Like nephritis, nephrotic syndrome is a form of glomerulonephritis. For most children, the cause of this disease is not known. In nephrotic syndrome, small filters – glomeruli – in kidneys are damaged, and proteins penetrate from the blood (through the glomeruli) into the urine. The volume of urine is also significantly reduced so that the fluid that needs to be excreted from the body begins to accumulate in the subcutaneous tissues.
There are two main symptoms of nephrotic syndrome. The first occurs as a gradual general swelling (over a few weeks) of the body due to fluid buildup (edema). The swelling is particularly pronounced around the eyes and on the face, and the stomach can be bloated.
Another major symptom is a large reduction in urine volume – sometimes at the fifth of the normal amount. The appearance of urine is usually normal.
Nephrotic syndrome is not common, although it affects soemwhat more children than nephritis. The disease usually begins between the second and the fourth year, and is more common in boys.
A child with nephrotic syndrome is susceptible to a variety of infections – e.g. peritonitis. But the main danger is that in approximately 10% of cases the disease can not be fully cured despite intensive treatment. In most of these children, chronic pyelonephritis develops in adulthood.
What to do?
Contact your doctor if edema develops on your child. The doctor will examine the child and take a sample of urine for laboratory analysis. If those tests point to nephrotic syndrome, the doctor will refer the child to hospital specialists for additional blood and urine tests (and kidney biopsy, if necessary).

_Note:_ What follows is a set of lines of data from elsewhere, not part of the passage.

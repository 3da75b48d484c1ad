// kc85sdk - C and assembler build tooling for KC85/3 and KC85/4 home computers
// Copyright (C) 2026  Marcel Joachim Kloubert <marcel@kloubert.dev>
//
// This program is free software: you can redistribute it and/or modify
// it under the terms of the GNU Affero General Public License as published by
// the Free Software Foundation, either version 3 of the License, or
// (at your option) any later version.
//
// This program is distributed in the hope that it will be useful,
// but WITHOUT ANY WARRANTY; without even the implied warranty of
// MERCHANTABILITY or FITNESS FOR A PARTICULAR PURPOSE.  See the
// GNU Affero General Public License for more details.
//
// You should have received a copy of the GNU Affero General Public License
// along with this program.  If not, see <https://www.gnu.org/licenses/>.

//! Build and run pipelines.
//!
//! Every command runs its steps in order and stops at the first failure.
//! Nothing is rolled back; artifacts written by earlier steps stay on disk.

use std::fs;
use std::io;
use std::path::Path;

use log::{debug, info};

use crate::config::Config;
use crate::error::{KcError, Result};
use crate::output::{build_image, PayloadSource, DEFAULT_LOAD_ADDRESS};
use crate::runner::{EmulatorLaunch, Invocation, Invoker, Toolchain, LIBRARY_SOURCES};
use crate::symbols;
use crate::system::{Layout, System};

/// A KC85/3 program printing "HELLO WORLD", used by the self-test.
///
/// It starts with the CAOS menu prologue (`7F 7F "HELLO" 01`), so it shows
/// up as the `HELLO` command, then calls the OSTR routine with the string
/// inlined after the call and returns.
pub const HELLO_PROGRAM: &[u8] = &[
    0x7F, 0x7F, b'H', b'E', b'L', b'L', b'O', 0x01, // menu entry
    0xCD, 0x03, 0xF0, // call 0xF003
    0x23, // OSTR
    b'H', b'E', b'L', b'L', b'O', b' ', b'W', b'O', b'R', b'L', b'D', 0x0D, 0x0A, 0x00,
    0xC9, // ret
];

/// Build name used by the self-test.
pub const SELF_TEST_NAME: &str = "test";

/// Name of a build derived from a path: its file stem.
pub fn build_name(path: &Path) -> String {
    path.file_stem()
        .map(|s| s.to_string_lossy().into_owned())
        .unwrap_or_else(|| "out".to_string())
}

/// Runs commands against one root directory with one configuration.
pub struct Pipeline<'a, I: Invoker> {
    config: &'a Config,
    layout: &'a Layout,
    invoker: I,
}

impl<'a, I: Invoker> Pipeline<'a, I> {
    pub fn new(config: &'a Config, layout: &'a Layout, invoker: I) -> Self {
        Self {
            config,
            layout,
            invoker,
        }
    }

    /// The invoker, e.g. to inspect recorded calls.
    pub fn invoker(&self) -> &I {
        &self.invoker
    }

    fn toolchain(&self) -> Toolchain<'a> {
        Toolchain::new(self.config, self.layout)
    }

    fn step(&mut self, step: &'static str, subject: &str, invocation: Invocation) -> Result<()> {
        self.invoker
            .run(&invocation)
            .map_err(|source| KcError::Step {
                step,
                subject: subject.to_string(),
                source,
            })
    }

    fn read(&self, relative: &Path) -> Result<Vec<u8>> {
        let path = self.layout.absolute(relative);
        fs::read(&path).map_err(|e| KcError::io(&path, e))
    }

    fn write(&self, relative: &Path, data: &[u8]) -> Result<()> {
        let path = self.layout.absolute(relative);
        fs::write(&path, data).map_err(|e| KcError::io(&path, e))
    }

    /// Package `bin/<system>/<name>.bin` into `bin/<system>/<name>.kcc`.
    fn package(&self, system: System, name: &str, source: PayloadSource) -> Result<()> {
        let binary = self.read(&self.layout.artifact(system, name, "bin"))?;
        let image = source.image(&name.to_uppercase(), &binary)?;
        debug!(
            "{} bytes of {:?} output packaged into {} bytes",
            binary.len(),
            source,
            image.len()
        );
        let kcc = self.layout.artifact(system, name, "kcc");
        self.write(&kcc, &image)?;
        println!("wrote {}", kcc.display());
        Ok(())
    }

    /// Compile and link a C source, convert it to a flat binary and package it.
    ///
    /// Returns the build name.
    pub fn make(&mut self, system: System, source: &Path) -> Result<String> {
        let name = build_name(source);
        let subject = source.display().to_string();
        self.layout.ensure_dirs()?;

        info!("compiling {} for {}", subject, system);
        let compile = self.toolchain().compile_and_link(system, source);
        self.step("compiling", &subject, compile)?;

        let makebin = self.toolchain().hex_to_binary(system, &name);
        self.step("makebin", &subject, makebin)?;

        self.package(system, &name, PayloadSource::Compiler)?;
        Ok(name)
    }

    /// Assemble a source file and package the result.
    ///
    /// The build is named after the last component of `output`, or after the
    /// source file stem if no output name is given. Returns the build name.
    pub fn asm(&mut self, system: System, source: &Path, output: Option<&str>) -> Result<String> {
        let name = match output {
            Some(output) => Path::new(output)
                .file_name()
                .map(|s| s.to_string_lossy().into_owned())
                .unwrap_or_else(|| output.to_string()),
            None => build_name(source),
        };
        let subject = source.display().to_string();
        self.layout.ensure_dirs()?;

        info!("assembling {} for {}", subject, system);
        let assemble = self.toolchain().assemble(system, source, &name);
        self.step("assembling", &subject, assemble)?;

        self.package(system, &name, PayloadSource::Assembler)?;
        Ok(name)
    }

    fn launch(&mut self, launch: EmulatorLaunch, name: &str) -> Result<()> {
        let kcc = self.layout.absolute(launch.kcc_path());
        if !kcc.is_file() {
            return Err(KcError::MissingBuild {
                name: name.to_string(),
                path: kcc,
            });
        }
        info!(
            "starting {} with {}{}",
            self.config.mess.display(),
            launch.kcc_path().display(),
            if launch.is_debug() { " (debugger)" } else { "" }
        );
        self.step("emulator", name, launch.invocation())
    }

    /// Run a built program in the emulator.
    pub fn run(&mut self, system: System, name: &str) -> Result<()> {
        self.layout.ensure_dirs()?;
        let launch = EmulatorLaunch::new(self.config, self.layout, system, name);
        self.launch(launch, name)
    }

    /// Write the debug script and run a built program with the debugger.
    ///
    /// An unresolved breakpoint only means the debugger starts without one.
    pub fn debug(&mut self, system: System, name: &str, breakpoint: Option<&str>) -> Result<()> {
        self.layout.ensure_dirs()?;
        let resolved = match breakpoint {
            Some(brk) => symbols::resolve(self.layout, system, name, brk)?,
            None => None,
        };

        let script = match &resolved {
            Some(bp) => {
                info!("setting breakpoint at ${}", bp.address);
                format!("go {}\n", bp.address)
            }
            None => {
                info!("no breakpoint set");
                "\n".to_string()
            }
        };
        self.write(&self.layout.debug_script(system), script.as_bytes())?;

        let launch =
            EmulatorLaunch::new(self.config, self.layout, system, name).with_debugger(self.layout);
        self.launch(launch, name)
    }

    /// Rebuild `caos.lib` for every variant.
    pub fn libs(&mut self) -> Result<()> {
        self.layout.ensure_dirs()?;
        for system in System::ALL {
            for module in LIBRARY_SOURCES {
                info!("compiling lib/src/{}.c for {}", module, system);
                let compile = self.toolchain().compile_to_object(system, module);
                self.step("compiling lib", module, compile)?;
            }
            let archive = self.toolchain().archive(system, LIBRARY_SOURCES);
            let library = self.layout.library(system);
            self.step("building lib", &library.display().to_string(), archive)?;
            println!("wrote {}", library.display());
        }
        Ok(())
    }

    /// Build the hardcoded HELLO image and run it.
    pub fn self_test(&mut self, system: System) -> Result<()> {
        self.layout.ensure_dirs()?;
        let image = build_image("HELLO", DEFAULT_LOAD_ADDRESS, HELLO_PROGRAM)?;
        let kcc = self.layout.artifact(system, SELF_TEST_NAME, "kcc");
        self.write(&kcc, &image)?;
        println!("wrote {}", kcc.display());
        self.run(system, SELF_TEST_NAME)
    }
}

/// Remove `bin/<system>` for every variant.
///
/// Directories that do not exist are skipped.
pub fn clean(layout: &Layout) -> Result<()> {
    for system in System::ALL {
        let path = layout.absolute(layout.bin_dir(system));
        match fs::remove_dir_all(&path) {
            Ok(()) => info!("removed {}", path.display()),
            Err(e) if e.kind() == io::ErrorKind::NotFound => {
                debug!("{} does not exist", path.display())
            }
            Err(e) => return Err(KcError::io(&path, e)),
        }
    }
    Ok(())
}
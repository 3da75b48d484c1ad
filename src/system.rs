// kc85sdk - C and assembler build tooling for KC85/3 and KC85/4 home computers
// Copyright (C) 2026  Marcel Joachim Kloubert <marcel@kloubert.dev>
//
// This program is free software: you can redistribute it and/or modify
// it under the terms of the GNU Affero General Public License as published by
// the Free Software Foundation, either version 3 of the License, or
// (at your option) any later version.
//
// This program is distributed in the hope that it will be useful,
// but WITHOUT ANY WARRANTY; without even the implied warranty of
// MERCHANTABILITY or FITNESS FOR A PARTICULAR PURPOSE.  See the
// GNU Affero General Public License for more details.
//
// You should have received a copy of the GNU Affero General Public License
// along with this program.  If not, see <https://www.gnu.org/licenses/>.

//! Hardware variants and the on-disk directory layout.
//!
//! All build artifacts live below a root directory:
//!
//! ```text
//! bin/<system>/<name>.{rel,ihx,map,bin,lab,kcc}
//! bin/<system>/__debug.txt
//! lib/<system>/caos.lib
//! ```
//!
//! Artifacts of the two variants never share a directory.

use std::fmt;
use std::fs;
use std::path::{Path, PathBuf};
use std::str::FromStr;

use serde::{Deserialize, Serialize};

use crate::config::ConfigError;
use crate::error::{KcError, Result};

/// Name of the persisted configuration file in the root directory.
pub const CONFIG_FILE_NAME: &str = ".config";

/// Name of the static runtime library inside `lib/<system>/`.
pub const LIBRARY_FILE_NAME: &str = "caos.lib";

/// Name of the emulator debug script inside `bin/<system>/`.
pub const DEBUG_SCRIPT_NAME: &str = "__debug.txt";

/// A supported KC85 hardware variant.
#[derive(Debug, Clone, Copy, PartialEq, Eq, Hash, Serialize, Deserialize)]
pub enum System {
    #[serde(rename = "kc85_3")]
    Kc85_3,
    #[serde(rename = "kc85_4")]
    Kc85_4,
}

impl System {
    /// Every known variant, in the order they are processed.
    pub const ALL: [System; 2] = [System::Kc85_3, System::Kc85_4];

    /// The textual name used on the command line, in `.config` and in paths.
    pub fn name(self) -> &'static str {
        match self {
            System::Kc85_3 => "kc85_3",
            System::Kc85_4 => "kc85_4",
        }
    }

    /// Preprocessor define handed to the C compiler.
    pub fn define(self) -> &'static str {
        match self {
            System::Kc85_3 => "-DKC85_3=1",
            System::Kc85_4 => "-DKC85_4=1",
        }
    }
}

impl fmt::Display for System {
    fn fmt(&self, f: &mut fmt::Formatter<'_>) -> fmt::Result {
        f.write_str(self.name())
    }
}

impl FromStr for System {
    type Err = ConfigError;

    fn from_str(s: &str) -> std::result::Result<Self, Self::Err> {
        System::ALL
            .into_iter()
            .find(|system| system.name() == s)
            .ok_or_else(|| ConfigError::UnknownSystem(s.to_string()))
    }
}

/// Resolves artifact paths below a root directory.
///
/// Paths are produced relative to the root, because external tools are run
/// with the root as their working directory. Use [`Layout::absolute`] for
/// paths this process reads or writes itself.
#[derive(Debug, Clone)]
pub struct Layout {
    root: PathBuf,
}

impl Layout {
    pub fn new(root: impl Into<PathBuf>) -> Self {
        Self { root: root.into() }
    }

    /// The root directory.
    pub fn root(&self) -> &Path {
        &self.root
    }

    /// Join a root-relative path onto the root.
    pub fn absolute(&self, relative: impl AsRef<Path>) -> PathBuf {
        self.root.join(relative)
    }

    /// `bin/<system>`
    pub fn bin_dir(&self, system: System) -> PathBuf {
        Path::new("bin").join(system.name())
    }

    /// `lib/<system>`
    pub fn lib_dir(&self, system: System) -> PathBuf {
        Path::new("lib").join(system.name())
    }

    /// `bin/<system>/<name>.<ext>`
    pub fn artifact(&self, system: System, name: &str, ext: &str) -> PathBuf {
        self.bin_dir(system).join(format!("{}.{}", name, ext))
    }

    /// `lib/<system>/caos.lib`
    pub fn library(&self, system: System) -> PathBuf {
        self.lib_dir(system).join(LIBRARY_FILE_NAME)
    }

    /// `bin/<system>/__debug.txt`
    pub fn debug_script(&self, system: System) -> PathBuf {
        self.bin_dir(system).join(DEBUG_SCRIPT_NAME)
    }

    /// `<root>/.config`
    pub fn config_file(&self) -> PathBuf {
        self.root.join(CONFIG_FILE_NAME)
    }

    /// Create `bin/<system>` and `lib/<system>` for every variant.
    pub fn ensure_dirs(&self) -> Result<()> {
        for system in System::ALL {
            for dir in [self.bin_dir(system), self.lib_dir(system)] {
                let path = self.absolute(dir);
                fs::create_dir_all(&path).map_err(|e| KcError::io(&path, e))?;
            }
        }
        Ok(())
    }
}
//! High-level pipeline: orchestrates cache → process → diff → apply → cache
//! for every configured remote target.
//!
//! # Major Types
//! - [`SyncTarget`]: one remote instance with its config, service and cache store
//! - [`SyncOptions`]: preview flag and persister options shared by all targets
//! - [`SyncReport`]: per-target summary, the only externally visible result
//!
//! # Responsibilities
//! - Fetch the guide once per run; a fetch failure aborts before any mutation
//! - Per target: load cache, process definitions, list remote custom formats
//!   (fatal for that target on failure), build and apply the transaction,
//!   fold results into the cache and save it
//! - Run targets concurrently; they share nothing mutable
//!
//! # Error Handling
//! Per-item failures end up in [`SyncReport::failures`]. A failed cache save is
//! logged and reported in [`SyncReport::cache_error`]; remote changes already
//! applied are not rolled back. Re-running converges.
//!
//! # Navigation
//! - Entrypoints: [`synchronise_all`], [`synchronise`]

use futures::future::join_all;
use serde::Serialize;
use tracing::{error, info, info_span, warn, Instrument};

use crate::cache::CacheStore;
use crate::config::SyncConfig;
use crate::contract::{CustomFormatService, GuideDefinition, GuideSource};
use crate::error::{ItemFailure, SyncError};
use crate::persister::{self, AppliedResult, ApplyOptions};
use crate::processor;
use crate::transaction;

/// One remote instance to synchronise.
#[derive(Debug)]
pub struct SyncTarget<S> {
    pub name: String,
    pub config: SyncConfig,
    pub service: S,
    pub cache: CacheStore,
}

#[derive(Debug, Clone, Default)]
pub struct SyncOptions {
    /// Compute and report the transaction without touching the remote or the cache.
    pub preview: bool,
    pub apply: ApplyOptions,
}

/// Summary of one target's run. In preview mode the counts are planned, not applied.
#[derive(Debug, Clone, Default, PartialEq, Serialize)]
pub struct SyncReport {
    pub target: String,
    pub preview: bool,
    pub processed: usize,
    pub created: usize,
    pub updated: usize,
    pub unchanged: usize,
    pub deleted: usize,
    pub skipped: usize,
    pub renamed: Vec<(String, String)>,
    pub unmatched: Vec<String>,
    pub failures: Vec<ItemFailure>,
    pub cache_error: Option<String>,
}

impl SyncReport {
    pub fn is_success(&self) -> bool {
        self.failures.is_empty() && self.cache_error.is_none() && self.skipped == 0
    }
}

#[derive(Debug)]
pub struct TargetOutcome {
    pub target: String,
    pub result: Result<SyncReport, SyncError>,
}

/// Fetches the guide once and synchronises every target concurrently.
pub async fn synchronise_all<G, S>(
    guide: &G,
    targets: &[SyncTarget<S>],
    options: &SyncOptions,
) -> Result<Vec<TargetOutcome>, SyncError>
where
    G: GuideSource + ?Sized,
    S: CustomFormatService,
{
    info!(targets = targets.len(), preview = options.preview, "[SYNC] Starting synchronisation");

    let definitions = guide.fetch_definitions().await.map_err(|e| {
        error!(error = %e, "[SYNC][ERROR] Failed to fetch guide definitions");
        SyncError::GuideFetch(e)
    })?;
    info!(definitions = definitions.len(), "[SYNC] Guide fetched");

    let runs = targets.iter().map(|target| {
        let definitions = &definitions;
        async move {
            TargetOutcome {
                target: target.name.clone(),
                result: synchronise(target, definitions, options).await,
            }
        }
    });
    Ok(join_all(runs).await)
}

/// Runs the full pipeline for one target.
pub async fn synchronise<S>(
    target: &SyncTarget<S>,
    definitions: &[GuideDefinition],
    options: &SyncOptions,
) -> Result<SyncReport, SyncError>
where
    S: CustomFormatService,
{
    let span = info_span!("target", name = %target.name);
    run_target(target, definitions, options).instrument(span).await
}

async fn run_target<S>(
    target: &SyncTarget<S>,
    definitions: &[GuideDefinition],
    options: &SyncOptions,
) -> Result<SyncReport, SyncError>
where
    S: CustomFormatService,
{
    target.config.trace_loaded(&target.name);
    let mut cache = target.cache.load();

    let processed = processor::process(definitions, &target.config, &cache);
    for selector in &processed.unmatched {
        warn!(selector = %selector, "[SYNC] Configured custom format not found in guide");
    }

    let remote = target.service.list().await.map_err(|e| {
        error!(error = %e, "[SYNC][ERROR] Failed to list remote custom formats");
        SyncError::RemoteListing {
            target: target.name.clone(),
            message: e.to_string(),
        }
    })?;
    info!(remote = remote.len(), "[SYNC] Listed remote custom formats");

    let txn = transaction::build(
        &processed.processed,
        &processed.orphaned,
        &remote,
        target.config.delete_old_custom_formats,
    );

    let mut report = SyncReport {
        target: target.name.clone(),
        preview: options.preview,
        processed: processed.processed.len(),
        unchanged: txn.unchanged.len(),
        renamed: processed.renamed,
        unmatched: processed.unmatched,
        ..Default::default()
    };

    if options.preview {
        report.created = txn.creates.len();
        report.updated = txn.updates.len();
        report.deleted = txn.deletes.len();
        info!(?report, "[SYNC] Preview complete, nothing applied");
        return Ok(report);
    }

    let applied: AppliedResult = if txn.is_empty() {
        info!("[SYNC] Remote already up to date");
        AppliedResult::default()
    } else {
        persister::apply(&txn, &target.service, &options.apply).await
    };

    cache.record(&txn, &applied);
    if let Err(e) = target.cache.save(&cache) {
        error!(error = %e, "[SYNC][ERROR] Failed to save cache");
        report.cache_error = Some(e.to_string());
    }

    report.created = applied.created.len();
    report.updated = applied.updated.len();
    report.deleted = applied.deleted.len();
    report.skipped = applied.skipped;
    report.failures = applied.failures;

    info!(
        created = report.created,
        updated = report.updated,
        unchanged = report.unchanged,
        deleted = report.deleted,
        failed = report.failures.len(),
        "[SYNC] Target synchronised"
    );
    Ok(report)
}
#![doc = "cfsync-core: reconciliation pipeline for guide custom formats."]

//! This crate holds everything needed to converge a remote service's custom
//! formats onto the set selected from the guide: data models, the cache, the
//! processing and diffing stages, the persister and the orchestration.
//! Transport and CLI concerns live in the `cfsync` binary crate.
//!
//! # Usage
//! Implement [`contract::CustomFormatService`] for a remote target and call
//! [`synchronise::synchronise_all`] with a [`contract::GuideSource`].

pub mod cache;
pub mod config;
pub mod contract;
pub mod document;
pub mod error;
pub mod guide;
pub mod persister;
pub mod processor;
pub mod synchronise;
pub mod transaction;
//! Transaction building: diff processed definitions against remote state.
//!
//! [`build`] is a pure function. It decides, per processed definition, whether
//! the remote side needs a create, an update, or nothing at all, and which
//! orphaned cache entries should be deleted remotely.
//!
//! Matching order for a definition:
//! 1. the cached remote id, when that custom format still exists remotely;
//! 2. a remote custom format with the same name (case-insensitive), which
//!    recovers identity after a lost cache;
//! 3. otherwise a create.
//!
//! Each remote custom format is claimed by at most one definition or
//! deletion. A claimed id is never scheduled for deletion (again); an orphan
//! pointing at one is treated as stale.

use std::collections::{HashMap, HashSet};

use tracing::{debug, info};

use crate::cache::CacheEntry;
use crate::contract::{ProcessedDefinition, RemoteDocument};
use crate::document::Document;
use crate::persister::Deletion;

/// A merged document to write over an existing remote custom format.
#[derive(Debug, Clone, PartialEq)]
pub struct Update {
    pub content_id: String,
    pub name: String,
    pub remote_id: i64,
    pub document: Document,
}

impl Update {
    pub fn cache_entry(&self) -> CacheEntry {
        CacheEntry {
            content_id: self.content_id.clone(),
            remote_id: self.remote_id,
            last_known_name: self.name.clone(),
        }
    }
}

/// The remote changes needed to converge on the selected definitions.
#[derive(Debug, Clone, Default, PartialEq)]
pub struct Transaction {
    pub creates: Vec<ProcessedDefinition>,
    pub updates: Vec<Update>,
    /// Matched definitions whose remote document already equals the merge.
    pub unchanged: Vec<CacheEntry>,
    pub deletes: Vec<Deletion>,
    /// Orphaned entries whose remote custom format is gone or now claimed by
    /// another definition. Only filled when deletion is enabled.
    pub stale: Vec<CacheEntry>,
}

impl Transaction {
    /// True when applying would not touch the remote service.
    pub fn is_empty(&self) -> bool {
        self.creates.is_empty() && self.updates.is_empty() && self.deletes.is_empty()
    }
}

pub fn build(
    processed: &[ProcessedDefinition],
    orphaned: &[CacheEntry],
    remote: &[RemoteDocument],
    delete_orphaned: bool,
) -> Transaction {
    let by_id: HashMap<i64, &RemoteDocument> = remote.iter().map(|r| (r.remote_id, r)).collect();
    let mut claimed: HashSet<i64> = HashSet::new();
    let mut transaction = Transaction::default();

    for definition in processed {
        let matched = definition
            .cached_remote_id
            .and_then(|id| by_id.get(&id).copied())
            .filter(|r| !claimed.contains(&r.remote_id))
            .or_else(|| find_by_name(remote, &definition.name, &claimed));

        let Some(remote_doc) = matched else {
            debug!(name = %definition.name, cached_id = ?definition.cached_remote_id, "No remote match, will create");
            transaction.creates.push(definition.clone());
            continue;
        };
        claimed.insert(remote_doc.remote_id);

        let update = Update {
            content_id: definition.content_id.clone(),
            name: definition.name.clone(),
            remote_id: remote_doc.remote_id,
            document: definition.document.overlay_onto(&remote_doc.document),
        };
        if update.document == remote_doc.document {
            debug!(name = %definition.name, remote_id = remote_doc.remote_id, "Remote already up to date");
            transaction.unchanged.push(update.cache_entry());
        } else {
            debug!(name = %definition.name, remote_id = remote_doc.remote_id, "Will update");
            transaction.updates.push(update);
        }
    }

    if delete_orphaned {
        for entry in orphaned {
            // A remote id is deleted at most once, even when several orphans point at it.
            if by_id.contains_key(&entry.remote_id) && claimed.insert(entry.remote_id) {
                transaction.deletes.push(Deletion {
                    content_id: entry.content_id.clone(),
                    name: entry.last_known_name.clone(),
                    remote_id: entry.remote_id,
                });
            } else {
                transaction.stale.push(entry.clone());
            }
        }
    }

    info!(
        creates = transaction.creates.len(),
        updates = transaction.updates.len(),
        unchanged = transaction.unchanged.len(),
        deletes = transaction.deletes.len(),
        stale = transaction.stale.len(),
        "Built custom format transaction"
    );
    transaction
}

fn find_by_name<'a>(
    remote: &'a [RemoteDocument],
    name: &str,
    claimed: &HashSet<i64>,
) -> Option<&'a RemoteDocument> {
    remote.iter().find(|r| {
        !claimed.contains(&r.remote_id)
            && r.document
                .name()
                .is_some_and(|remote_name| remote_name.eq_ignore_ascii_case(name))
    })
}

Self-help: although the disease often requires hospitalization, you can help your child with special diets and by giving him medication exactly according to the physician’s instructions. Foods must be cooked and free of salt, and must contain a lot of protein (fish, meat, eggs and cheese). Your doctor will occasionally advise on taking limited ammounts of fluid.
Professional help: a child is usually received into a hospital in which it is easier to supervise taking medication and diet. Nephrotic syndrome is treated with corticosteroids. They are given in high doses, but the amounts gradually decrease and, after about eight weeks, the treatment with corticosteroid stops. Symptoms disappear at the end of the second week, and the child is released from the hospital. Approximately 50% of children are fully healed and the disease does not leave any consequences. In others, the condition will repeat after several weeks or months, and the same therapy will be re-applied. In a small number of patients, seizures of the nephrotic syndrome continue to recur and the condition eventually is cured by long-lasting treatment with medication (six months or one year).